- [PROBLEM] Scan the records for the string "HeaderValue", then copy each line that has it.

╭──

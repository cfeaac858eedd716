//! Retrieval gating profiles.

use serde::{Deserialize, Serialize};
use tracing::warn;

/// Thin-retrieval thresholds.
///
/// The refusal gate itself is not a field on purpose: there is no switch
/// that turns it off. `REFUSE_ON_THIN_RETRIEVAL=0` in the environment is
/// ignored with a warning, and `min_docs` is clamped to at least 1, so the
/// weakest expressible profile still refuses on empty retrieval.
#[derive(Debug, Clone, PartialEq, Serialize, Deserialize)]
pub struct RetrievalProfile {
    pub min_docs: usize,
    pub min_top_score: f32,
    pub min_total_chars: usize,
    /// Anchored child documents count toward `min_docs`; they are
    /// retrieval documents in their own right.
    pub count_anchored_docs: bool,
}

impl Default for RetrievalProfile {
    fn default() -> Self {
        Self {
            min_docs: 1,
            min_top_score: 0.5,
            min_total_chars: 0,
            count_anchored_docs: true,
        }
    }
}

impl RetrievalProfile {
    pub fn new(min_docs: usize, min_top_score: f32, min_total_chars: usize) -> Self {
        Self {
            min_docs: min_docs.max(1),
            min_top_score,
            min_total_chars,
            count_anchored_docs: true,
        }
    }

    /// Read the threshold knobs from the environment, on top of defaults.
    /// The refusal gate cannot be disabled from here.
    pub fn from_env() -> Self {
        if matches!(
            std::env::var("REFUSE_ON_THIN_RETRIEVAL").as_deref(),
            Ok("0") | Ok("false")
        ) {
            warn!("REFUSE_ON_THIN_RETRIEVAL=0 ignored: the refusal gate is not configurable");
        }
        let mut profile = Self::default();
        if let Some(v) = env_parse::<usize>("THIN_RETRIEVAL_MIN_DOCS") {
            profile.min_docs = v.max(1);
        }
        if let Some(v) = env_parse::<f32>("THIN_RETRIEVAL_MIN_TOP_SCORE") {
            profile.min_top_score = v;
        }
        if let Some(v) = env_parse::<usize>("THIN_RETRIEVAL_MIN_TOTAL_CHARS") {
            profile.min_total_chars = v;
        }
        profile
    }

    /// Stable fingerprint for the answer-cache key.
    pub fn fingerprint(&self) -> String {
        format!(
            "docs={};score={:.4};chars={};anchored={}",
            self.min_docs, self.min_top_score, self.min_total_chars, self.count_anchored_docs
        )
    }
}

fn env_parse<T: std::str::FromStr>(name: &str) -> Option<T> {
    std::env::var(name).ok().and_then(|v| v.parse().ok())
}

#[cfg(test)]
mod tests {
    use super::*;

    #[test]
    fn min_docs_clamped_to_one() {
        let profile = RetrievalProfile::new(0, 0.0, 0);
        assert_eq!(profile.min_docs, 1);
    }

    #[test]
    fn fingerprint_distinguishes_profiles() {
        let a = RetrievalProfile::new(1, 0.5, 0);
        let b = RetrievalProfile::new(2, 0.5, 0);
        assert_ne!(a.fingerprint(), b.fingerprint());
        assert_eq!(a.fingerprint(), a.clone().fingerprint());
    }
}
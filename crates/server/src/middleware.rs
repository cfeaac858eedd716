//! Facade middleware: trace ids, identity + rate limiting, concurrency
//! ceiling, request logging.

use std::sync::Arc;

use axum::extract::{Request, State};
use axum::http::header::AUTHORIZATION;
use axum::http::HeaderValue;
use axum::middleware::Next;
use axum::response::{IntoResponse, Response};
use tracing::info;

use crate::error::ApiError;
use crate::state::AppState;

tokio::task_local! {
    /// Trace id for the in-flight request; read by the problem-details
    /// serializer so error bodies and the `X-Request-Id` header agree.
    pub static TRACE_ID: String;
}

/// Current trace id, empty outside a request scope.
pub fn current_trace_id() -> String {
    TRACE_ID.try_with(|t| t.clone()).unwrap_or_default()
}

/// Generate or propagate the request id and expose it as `X-Request-Id`.
pub async fn request_id(request: Request, next: Next) -> Response {
    let id = request
        .headers()
        .get("x-request-id")
        .and_then(|v| v.to_str().ok())
        .map(str::to_string)
        .unwrap_or_else(|| uuid::Uuid::new_v4().to_string());

    let mut response = TRACE_ID.scope(id.clone(), next.run(request)).await;
    if let Ok(value) = HeaderValue::from_str(&id) {
        response.headers_mut().insert("x-request-id", value);
    }
    response
}

/// Identity resolution + token-bucket rate limiting + in-flight ceiling.
pub async fn guard(
    State(state): State<Arc<AppState>>,
    request: Request,
    next: Next,
) -> Response {
    let api_key = request
        .headers()
        .get("x-api-key")
        .or_else(|| request.headers().get(AUTHORIZATION))
        .and_then(|v| v.to_str().ok())
        .map(|s| s.strip_prefix("Bearer ").unwrap_or(s).to_string());

    let client_ip = request
        .headers()
        .get("x-forwarded-for")
        .and_then(|v| v.to_str().ok())
        .and_then(|v| v.split(',').next())
        .unwrap_or("unknown")
        .trim()
        .to_string();

    let identity = match state.identify(api_key.as_deref(), &client_ip) {
        Ok(identity) => identity,
        Err(()) => {
            metrics::counter!("facade_auth_failures_total").increment(1);
            return ApiError::AuthorizationDenied("unknown api key".into()).into_response();
        }
    };

    let (rpm, burst) = match &identity {
        crate::state::Identity::Anonymous(_) => (state.config.anon_rpm, state.config.anon_burst),
        crate::state::Identity::Keyed(_) => (state.config.keyed_rpm, state.config.keyed_burst),
    };
    let decision = state.limiter.check(&identity.bucket_key(), rpm, burst);
    if !decision.allowed {
        metrics::counter!("facade_throttled_total").increment(1);
        let mut response = ApiError::RateLimited {
            retry_after_secs: decision.retry_after_secs.max(1),
        }
        .into_response();
        set_rate_headers(&mut response, decision.limit_rpm, decision.remaining);
        return response;
    }

    // In-flight ceiling: shed rather than queue, so the timeout budget
    // stays meaningful under load.
    let Ok(_permit) = state.in_flight.try_acquire() else {
        metrics::counter!("facade_shed_total").increment(1);
        return ApiError::TooManyInFlight.into_response();
    };

    let mut response = next.run(request).await;
    set_rate_headers(&mut response, decision.limit_rpm, decision.remaining);
    response
}

fn set_rate_headers(response: &mut Response, limit: u32, remaining: u32) {
    if let Ok(value) = HeaderValue::from_str(&limit.to_string()) {
        response.headers_mut().insert("x-ratelimit-limit", value);
    }
    if let Ok(value) = HeaderValue::from_str(&remaining.to_string()) {
        response
            .headers_mut()
            .insert("x-ratelimit-remaining", value);
    }
}

/// Structured request logging with latency and status.
pub async fn log_requests(request: Request, next: Next) -> Response {
    let method = request.method().clone();
    let path = request.uri().path().to_string();
    let start = std::time::Instant::now();

    let response = next.run(request).await;
    let status = response.status().as_u16();
    let duration_ms = start.elapsed().as_millis() as u64;

    metrics::counter!("facade_requests_total", "path" => path.clone(), "status" => status.to_string())
        .increment(1);
    metrics::histogram!("facade_request_duration_ms", "path" => path.clone())
        .record(duration_ms as f64);
    info!(%method, path, status, duration_ms, trace_id = %current_trace_id(), "request");
    response
}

╰──

- [SOLUTION FOR THIS PROBLEM]
use axum::http::HeaderValue;
    if let Ok(value) = HeaderValue::from_str(&id) {
    if let Ok(value) = HeaderValue::from_str(&limit.to_string()) {
    if let Ok(value) = HeaderValue::from_str(&remaining.to_string()) {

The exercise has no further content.